[[ THE DATA, beginning ]]
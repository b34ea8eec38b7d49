//! API request and response types.

use serde::{Deserialize, Serialize};

use crate::sizing::{Appliance, DEFAULT_EFFICIENCY_LOSS, DEFAULT_SUN_HOURS, SolarSystem};

/// Body of `GET /health`.
#[derive(Debug, Serialize)]
pub struct HealthResponse {
    /// Always `"ok"` while the server is accepting requests.
    pub status: &'static str,
    /// Crate version.
    pub version: &'static str,
}

/// Body of `POST /watt-hours`.
#[derive(Debug, Deserialize)]
#[serde(deny_unknown_fields)]
pub struct WattHoursRequest {
    /// Loads to aggregate; may be empty.
    pub appliances: Vec<Appliance>,
}

/// Response of `POST /watt-hours`.
#[derive(Debug, Serialize)]
pub struct WattHoursResponse {
    /// Daily energy use (Wh).
    pub total_watt_hours: f64,
}

/// Body of `POST /panels`.
///
/// Omitted sun hours and loss fall back to the library defaults, not the
/// server configuration, so the endpoint behaves like the bare function.
#[derive(Debug, Deserialize)]
#[serde(deny_unknown_fields)]
pub struct PanelsRequest {
    /// Daily energy requirement (Wh).
    pub daily_usage_wh: f64,
    /// Rated output of one panel (W).
    pub panel_wattage: f64,
    /// Peak-equivalent sun hours per day.
    pub average_sun_hours: Option<f64>,
    /// Loss fraction in `[0, 1)`.
    pub efficiency_loss: Option<f64>,
}

impl PanelsRequest {
    /// Generation parameters with defaults filled in.
    pub fn system(&self) -> SolarSystem {
        SolarSystem {
            panel_wattage: self.panel_wattage,
            average_sun_hours: self.average_sun_hours.unwrap_or(DEFAULT_SUN_HOURS),
            efficiency_loss: self.efficiency_loss.unwrap_or(DEFAULT_EFFICIENCY_LOSS),
        }
    }
}

/// Response of `POST /panels`.
#[derive(Debug, Serialize)]
pub struct PanelsResponse {
    /// Panel count after rounding up.
    pub panels: u32,
}

/// Body of `POST /size`.
#[derive(Debug, Deserialize)]
#[serde(deny_unknown_fields)]
pub struct SizeRequest {
    /// Household loads.
    pub appliances: Vec<Appliance>,
    /// Generation parameters; the server's configured system when omitted.
    pub solar: Option<SolarSystem>,
}

/// Error response body for 400-class errors.
#[derive(Debug, Serialize)]
pub struct ErrorResponse {
    /// Human-readable error message.
    pub error: String,
    /// Offending field, when known.
    #[serde(skip_serializing_if = "Option::is_none")]
    pub field: Option<String>,
}

#[cfg(test)]
mod tests {
    use super::*;

    #[test]
    fn panels_request_fills_defaults() {
        let req: PanelsRequest =
            serde_json::from_str(r#"{"daily_usage_wh": 1000.0, "panel_wattage": 300.0}"#)
                .unwrap();
        assert_eq!(req.system(), SolarSystem::new(300.0));
    }

    #[test]
    fn panels_request_keeps_overrides() {
        let req: PanelsRequest = serde_json::from_str(
            r#"{"daily_usage_wh": 1000.0, "panel_wattage": 300.0,
                "average_sun_hours": 3.5, "efficiency_loss": 0.1}"#,
        )
        .unwrap();
        let sys = req.system();
        assert_eq!(sys.average_sun_hours, 3.5);
        assert_eq!(sys.efficiency_loss, 0.1);
    }

    #[test]
    fn error_response_omits_missing_field() {
        let body = ErrorResponse {
            error: "bad".into(),
            field: None,
        };
        assert_eq!(serde_json::to_string(&body).unwrap(), r#"{"error":"bad"}"#);
    }
}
[[ THE DATA, end ]]
• WHAT THE TASK REQUIRES: Word for word, transcribe all of the records.

• RESULT:
repository b34ea8eec38b7d49
//! API request and response types.

use serde::{Deserialize, Serialize};

use crate::sizing::{Appliance, DEFAULT_EFFICIENCY_LOSS, DEFAULT_SUN_HOURS, SolarSystem};

/// Body of `GET /health`.
#[derive(Debug, Serialize)]
pub struct HealthResponse {
    /// Always `"ok"` while the server is accepting requests.
    pub status: &'static str,
    /// Crate version.
    pub version: &'static str,
}

/// Body of `POST /watt-hours`.
#[derive(Debug, Deserialize)]
#[serde(deny_unknown_fields)]
pub struct WattHoursRequest {
    /// Loads to aggregate; may be empty.
    pub appliances: Vec<Appliance>,
}

/// Response of `POST /watt-hours`.
#[derive(Debug, Serialize)]
pub struct WattHoursResponse {
    /// Daily energy use (Wh).
    pub total_watt_hours: f64,
}

/// Body of `POST /panels`.
///
/// Omitted sun hours and loss fall back to the library defaults, not the
/// server configuration, so the endpoint behaves like the bare function.
#[derive(Debug, Deserialize)]
#[serde(deny_unknown_fields)]
pub struct PanelsRequest {
    /// Daily energy requirement (Wh).
    pub daily_usage_wh: f64,
    /// Rated output of one panel (W).
    pub panel_wattage: f64,
    /// Peak-equivalent sun hours per day.
    pub average_sun_hours: Option<f64>,
    /// Loss fraction in `[0, 1)`.
    pub efficiency_loss: Option<f64>,
}

impl PanelsRequest {
    /// Generation parameters with defaults filled in.
    pub fn system(&self) -> SolarSystem {
        SolarSystem {
            panel_wattage: self.panel_wattage,
            average_sun_hours: self.average_sun_hours.unwrap_or(DEFAULT_SUN_HOURS),
            efficiency_loss: self.efficiency_loss.unwrap_or(DEFAULT_EFFICIENCY_LOSS),
        }
    }
}

/// Response of `POST /panels`.
#[derive(Debug, Serialize)]
pub struct PanelsResponse {
    /// Panel count after rounding up.
    pub panels: u32,
}

/// Body of `POST /size`.
#[derive(Debug, Deserialize)]
#[serde(deny_unknown_fields)]
pub struct SizeRequest {
    /// Household loads.
    pub appliances: Vec<Appliance>,
    /// Generation parameters; the server's configured system when omitted.
    pub solar: Option<SolarSystem>,
}

/// Error response body for 400-class errors.
#[derive(Debug, Serialize)]
pub struct ErrorResponse {
    /// Human-readable error message.
    pub error: String,
    /// Offending field, when known.
    #[serde(skip_serializing_if = "Option::is_none")]
    pub field: Option<String>,
}

#[cfg(test)]
mod tests {
    use super::*;

    #[test]
    fn panels_request_fills_defaults() {
        let req: PanelsRequest =
            serde_json::from_str(r#"{"daily_usage_wh": 1000.0, "panel_wattage": 300.0}"#)
                .unwrap();
        assert_eq!(req.system(), SolarSystem::new(300.0));
    }

    #[test]
    fn panels_request_keeps_overrides() {
        let req: PanelsRequest = serde_json::from_str(
            r#"{"daily_usage_wh": 1000.0, "panel_wattage": 300.0,
                "average_sun_hours": 3.5, "efficiency_loss": 0.1}"#,
        )
        .unwrap();
        let sys = req.system();
        assert_eq!(sys.average_sun_hours, 3.5);
        assert_eq!(sys.efficiency_loss, 0.1);
    }

    #[test]
    fn error_response_omits_missing_field() {
        let body = ErrorResponse {
            error: "bad".into(),
            field: None,
        };
        assert_eq!(serde_json::to_string(&body).unwrap(), r#"{"error":"bad"}"#);
    }
}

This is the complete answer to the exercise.